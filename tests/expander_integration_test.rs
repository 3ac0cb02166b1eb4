mod common;

use chyle::config::{JiraSettings, RuntimeConfig, Settings};
use chyle::enrichment::{Expander, ExpanderPipeline, ExpansionService, JiraIssueExpander};
use chyle::http::build_client;
use chyle::models::KeyRule;
use chyle::AppError;
use common::{jira_issue, record};
use serde_json::json;
use std::sync::Arc;

fn jira_settings(url: &str, keys: Vec<KeyRule>) -> JiraSettings {
    JiraSettings {
        username: "test".to_string(),
        password: "test".to_string(),
        url: url.to_string(),
        record_key: "jiraIssueId".to_string(),
        keys,
    }
}

fn jira_expander(url: &str, keys: Vec<KeyRule>) -> JiraIssueExpander {
    let client = build_client(5, "chyle-test").unwrap();
    JiraIssueExpander::from_settings(client, &jira_settings(url, keys)).unwrap()
}

/// Test a single record picking the issue key
#[tokio::test]
async fn test_jira_expander() {
    let mut server = mockito::Server::new_async().await;
    let issue = server
        .mock("GET", "/rest/api/2/issue/10000")
        .with_status(200)
        .with_body(jira_issue("10000", "EX-1", "First issue"))
        .create_async()
        .await;

    let expander = jira_expander(&server.url(), vec![KeyRule::new("jiraIssueKey", "key")]);

    let mut r = record(json!({"test": "test", "jiraIssueId": "10000"}));
    expander.expand(&mut r).await.unwrap();

    assert_eq!(
        r,
        record(json!({
            "test": "test",
            "jiraIssueId": "10000",
            "jiraIssueKey": "EX-1"
        }))
    );
    issue.assert_async().await;
}

/// Test that a record without issue id never reaches jira
#[tokio::test]
async fn test_jira_expander_with_no_jira_issue_id_defined() {
    let mut server = mockito::Server::new_async().await;
    let issue = server
        .mock("GET", "/rest/api/2/issue/10000")
        .with_status(200)
        .with_body(jira_issue("10000", "EX-1", "First issue"))
        .expect(0)
        .create_async()
        .await;

    let expander = jira_expander(&server.url(), vec![KeyRule::new("jiraIssueKey", "key")]);

    let mut r = record(json!({"test": "test"}));
    expander.expand(&mut r).await.unwrap();

    assert_eq!(r, record(json!({"test": "test"})));
    issue.assert_async().await;
}

/// Test nested fields and fields missing from the payload
#[tokio::test]
async fn test_jira_expander_nested_fields() {
    let mut server = mockito::Server::new_async().await;
    let _issue = server
        .mock("GET", "/rest/api/2/issue/EX-7")
        .with_status(200)
        .with_body(jira_issue("10007", "EX-7", "Broken build"))
        .create_async()
        .await;

    let expander = jira_expander(
        &server.url(),
        vec![
            KeyRule::new("jiraTicketDescription", "fields.summary"),
            KeyRule::new("jiraStatus", "fields.status.name"),
            KeyRule::new("jiraAssignee", "fields.assignee.name"),
        ],
    );

    let mut r = record(json!({"test": "test", "jiraIssueId": "EX-7"}));
    expander.expand(&mut r).await.unwrap();

    assert_eq!(
        r,
        record(json!({
            "test": "test",
            "jiraIssueId": "EX-7",
            "jiraTicketDescription": "Broken build",
            "jiraStatus": "Open"
        }))
    );
}

/// Test the whole batch keeps its order
#[tokio::test]
async fn test_expander_pipeline() {
    let mut server = mockito::Server::new_async().await;
    let first = server
        .mock("GET", "/rest/api/2/issue/10000")
        .with_status(200)
        .with_body(jira_issue("10000", "EX-1", "First issue"))
        .create_async()
        .await;
    let second = server
        .mock("GET", "/rest/api/2/issue/ABC-123")
        .with_status(200)
        .with_body(jira_issue("10001", "ABC-123", "Second issue"))
        .create_async()
        .await;

    let mut pipeline = ExpanderPipeline::new();
    pipeline.register_expander(Arc::new(jira_expander(
        &server.url(),
        vec![KeyRule::new("jiraIssueKey", "key")],
    )));

    let records = vec![
        record(json!({"test": "test1", "jiraIssueId": "10000"})),
        record(json!({"test": "test2", "jiraIssueId": "ABC-123"})),
    ];

    let result = pipeline.run(records).await.unwrap();

    assert_eq!(
        result,
        vec![
            record(json!({"test": "test1", "jiraIssueId": "10000", "jiraIssueKey": "EX-1"})),
            record(json!({"test": "test2", "jiraIssueId": "ABC-123", "jiraIssueKey": "ABC-123"})),
        ]
    );
    first.assert_async().await;
    second.assert_async().await;
}

/// Test that a remote failure on the second record drops the whole batch
#[tokio::test]
async fn test_expander_pipeline_aborts_on_remote_error() {
    let mut server = mockito::Server::new_async().await;
    let first = server
        .mock("GET", "/rest/api/2/issue/10000")
        .with_status(200)
        .with_body(jira_issue("10000", "EX-1", "First issue"))
        .create_async()
        .await;
    let _second = server
        .mock("GET", "/rest/api/2/issue/ABC-404")
        .with_status(404)
        .with_body(r#"{"errorMessages":["Issue does not exist"]}"#)
        .create_async()
        .await;

    let mut pipeline = ExpanderPipeline::new();
    pipeline.register_expander(Arc::new(jira_expander(
        &server.url(),
        vec![KeyRule::new("jiraIssueKey", "key")],
    )));

    let records = vec![
        record(json!({"test": "test1", "jiraIssueId": "10000"})),
        record(json!({"test": "test2", "jiraIssueId": "ABC-404"})),
    ];

    let err = pipeline.run(records).await.unwrap_err();

    assert!(matches!(err, AppError::Remote { status: 404, .. }));
    first.assert_async().await;
}

/// Test the service built from settings, jira then custom api
#[tokio::test]
async fn test_expansion_service_chains_expanders() {
    let mut server = mockito::Server::new_async().await;
    let _session = server
        .mock("POST", "/rest/auth/1/session")
        .with_status(200)
        .with_body(r#"{"session":{"name":"JSESSIONID","value":"s3cr3t"}}"#)
        .create_async()
        .await;
    let _issue = server
        .mock("GET", "/rest/api/2/issue/EX-1")
        .match_header("cookie", "JSESSIONID=s3cr3t")
        .with_status(200)
        .with_body(jira_issue("10000", "EX-1", "First issue"))
        .create_async()
        .await;
    let _entry = server
        .mock("GET", "/api/entries/42")
        .match_header("authorization", "token abc")
        .with_status(200)
        .with_body(r#"{"data":{"title":"Release notes"}}"#)
        .create_async()
        .await;

    let settings = Settings {
        jira: Some(jira_settings(
            &server.url(),
            vec![KeyRule::new("jiraTicketDescription", "fields.summary")],
        )),
        custom_api: Some(chyle::config::CustomApiSettings {
            url_template: format!("{}/api/entries/{{{{ ID }}}}", server.url()),
            token: "abc".to_string(),
            record_key: "customApiId".to_string(),
            keys: vec![KeyRule::new("customTitle", "data.title")],
        }),
    };

    let service = ExpansionService::new(&settings, &RuntimeConfig::default()).unwrap();
    service.authenticate().await.unwrap();

    let result = service
        .process(vec![
            record(json!({"sha": "a1", "jiraIssueId": "EX-1", "customApiId": "42"})),
            record(json!({"sha": "b2"})),
        ])
        .await
        .unwrap();

    assert_eq!(
        result,
        vec![
            record(json!({
                "sha": "a1",
                "jiraIssueId": "EX-1",
                "customApiId": "42",
                "jiraTicketDescription": "First issue",
                "customTitle": "Release notes"
            })),
            record(json!({"sha": "b2"})),
        ]
    );
}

········

*WHAT YOU NEED TO DO:* Please return the records above exactly as they are written.

*ANSWER FOR THE TASK:*
filename tests/expander_integration_test.rs
repository 3ac0cb02166b1eb4
mod common;

use chyle::config::{JiraSettings, RuntimeConfig, Settings};
use chyle::enrichment::{Expander, ExpanderPipeline, ExpansionService, JiraIssueExpander};
use chyle::http::build_client;
use chyle::models::KeyRule;
use chyle::AppError;
use common::{jira_issue, record};
use serde_json::json;
use std::sync::Arc;

fn jira_settings(url: &str, keys: Vec<KeyRule>) -> JiraSettings {
    JiraSettings {
        username: "test".to_string(),
        password: "test".to_string(),
        url: url.to_string(),
        record_key: "jiraIssueId".to_string(),
        keys,
    }
}

fn jira_expander(url: &str, keys: Vec<KeyRule>) -> JiraIssueExpander {
    let client = build_client(5, "chyle-test").unwrap();
    JiraIssueExpander::from_settings(client, &jira_settings(url, keys)).unwrap()
}

/// Test a single record picking the issue key
#[tokio::test]
async fn test_jira_expander() {
    let mut server = mockito::Server::new_async().await;
    let issue = server
        .mock("GET", "/rest/api/2/issue/10000")
        .with_status(200)
        .with_body(jira_issue("10000", "EX-1", "First issue"))
        .create_async()
        .await;

    let expander = jira_expander(&server.url(), vec![KeyRule::new("jiraIssueKey", "key")]);

    let mut r = record(json!({"test": "test", "jiraIssueId": "10000"}));
    expander.expand(&mut r).await.unwrap();

    assert_eq!(
        r,
        record(json!({
            "test": "test",
            "jiraIssueId": "10000",
            "jiraIssueKey": "EX-1"
        }))
    );
    issue.assert_async().await;
}

/// Test that a record without issue id never reaches jira
#[tokio::test]
async fn test_jira_expander_with_no_jira_issue_id_defined() {
    let mut server = mockito::Server::new_async().await;
    let issue = server
        .mock("GET", "/rest/api/2/issue/10000")
        .with_status(200)
        .with_body(jira_issue("10000", "EX-1", "First issue"))
        .expect(0)
        .create_async()
        .await;

    let expander = jira_expander(&server.url(), vec![KeyRule::new("jiraIssueKey", "key")]);

    let mut r = record(json!({"test": "test"}));
    expander.expand(&mut r).await.unwrap();

    assert_eq!(r, record(json!({"test": "test"})));
    issue.assert_async().await;
}

/// Test nested fields and fields missing from the payload
#[tokio::test]
async fn test_jira_expander_nested_fields() {
    let mut server = mockito::Server::new_async().await;
    let _issue = server
        .mock("GET", "/rest/api/2/issue/EX-7")
        .with_status(200)
        .with_body(jira_issue("10007", "EX-7", "Broken build"))
        .create_async()
        .await;

    let expander = jira_expander(
        &server.url(),
        vec![
            KeyRule::new("jiraTicketDescription", "fields.summary"),
            KeyRule::new("jiraStatus", "fields.status.name"),
            KeyRule::new("jiraAssignee", "fields.assignee.name"),
        ],
    );

    let mut r = record(json!({"test": "test", "jiraIssueId": "EX-7"}));
    expander.expand(&mut r).await.unwrap();

    assert_eq!(
        r,
        record(json!({
            "test": "test",
            "jiraIssueId": "EX-7",
            "jiraTicketDescription": "Broken build",
            "jiraStatus": "Open"
        }))
    );
}

/// Test the whole batch keeps its order
#[tokio::test]
async fn test_expander_pipeline() {
    let mut server = mockito::Server::new_async().await;
    let first = server
        .mock("GET", "/rest/api/2/issue/10000")
        .with_status(200)
        .with_body(jira_issue("10000", "EX-1", "First issue"))
        .create_async()
        .await;
    let second = server
        .mock("GET", "/rest/api/2/issue/ABC-123")
        .with_status(200)
        .with_body(jira_issue("10001", "ABC-123", "Second issue"))
        .create_async()
        .await;

    let mut pipeline = ExpanderPipeline::new();
    pipeline.register_expander(Arc::new(jira_expander(
        &server.url(),
        vec![KeyRule::new("jiraIssueKey", "key")],
    )));

    let records = vec![
        record(json!({"test": "test1", "jiraIssueId": "10000"})),
        record(json!({"test": "test2", "jiraIssueId": "ABC-123"})),
    ];

    let result = pipeline.run(records).await.unwrap();

    assert_eq!(
        result,
        vec![
            record(json!({"test": "test1", "jiraIssueId": "10000", "jiraIssueKey": "EX-1"})),
            record(json!({"test": "test2", "jiraIssueId": "ABC-123", "jiraIssueKey": "ABC-123"})),
        ]
    );
    first.assert_async().await;
    second.assert_async().await;
}

/// Test that a remote failure on the second record drops the whole batch
#[tokio::test]
async fn test_expander_pipeline_aborts_on_remote_error() {
    let mut server = mockito::Server::new_async().await;
    let first = server
        .mock("GET", "/rest/api/2/issue/10000")
        .with_status(200)
        .with_body(jira_issue("10000", "EX-1", "First issue"))
        .create_async()
        .await;
    let _second = server
        .mock("GET", "/rest/api/2/issue/ABC-404")
        .with_status(404)
        .with_body(r#"{"errorMessages":["Issue does not exist"]}"#)
        .create_async()
        .await;

    let mut pipeline = ExpanderPipeline::new();
    pipeline.register_expander(Arc::new(jira_expander(
        &server.url(),
        vec![KeyRule::new("jiraIssueKey", "key")],
    )));

    let records = vec![
        record(json!({"test": "test1", "jiraIssueId": "10000"})),
        record(json!({"test": "test2", "jiraIssueId": "ABC-404"})),
    ];

    let err = pipeline.run(records).await.unwrap_err();

    assert!(matches!(err, AppError::Remote { status: 404, .. }));
    first.assert_async().await;
}

/// Test the service built from settings, jira then custom api
#[tokio::test]
async fn test_expansion_service_chains_expanders() {
    let mut server = mockito::Server::new_async().await;
    let _session = server
        .mock("POST", "/rest/auth/1/session")
        .with_status(200)
        .with_body(r#"{"session":{"name":"JSESSIONID","value":"s3cr3t"}}"#)
        .create_async()
        .await;
    let _issue = server
        .mock("GET", "/rest/api/2/issue/EX-1")
        .match_header("cookie", "JSESSIONID=s3cr3t")
        .with_status(200)
        .with_body(jira_issue("10000", "EX-1", "First issue"))
        .create_async()
        .await;
    let _entry = server
        .mock("GET", "/api/entries/42")
        .match_header("authorization", "token abc")
        .with_status(200)
        .with_body(r#"{"data":{"title":"Release notes"}}"#)
        .create_async()
        .await;

    let settings = Settings {
        jira: Some(jira_settings(
            &server.url(),
            vec![KeyRule::new("jiraTicketDescription", "fields.summary")],
        )),
        custom_api: Some(chyle::config::CustomApiSettings {
            url_template: format!("{}/api/entries/{{{{ ID }}}}", server.url()),
            token: "abc".to_string(),
            record_key: "customApiId".to_string(),
            keys: vec![KeyRule::new("customTitle", "data.title")],
        }),
    };

    let service = ExpansionService::new(&settings, &RuntimeConfig::default()).unwrap();
    service.authenticate().await.unwrap();

    let result = service
        .process(vec![
            record(json!({"sha": "a1", "jiraIssueId": "EX-1", "customApiId": "42"})),
            record(json!({"sha": "b2"})),
        ])
        .await
        .unwrap();

    assert_eq!(
        result,
        vec![
            record(json!({
                "sha": "a1",
                "jiraIssueId": "EX-1",
                "customApiId": "42",
                "jiraTicketDescription": "First issue",
                "customTitle": "Release notes"
            })),
            record(json!({"sha": "b2"})),
        ]
    );
}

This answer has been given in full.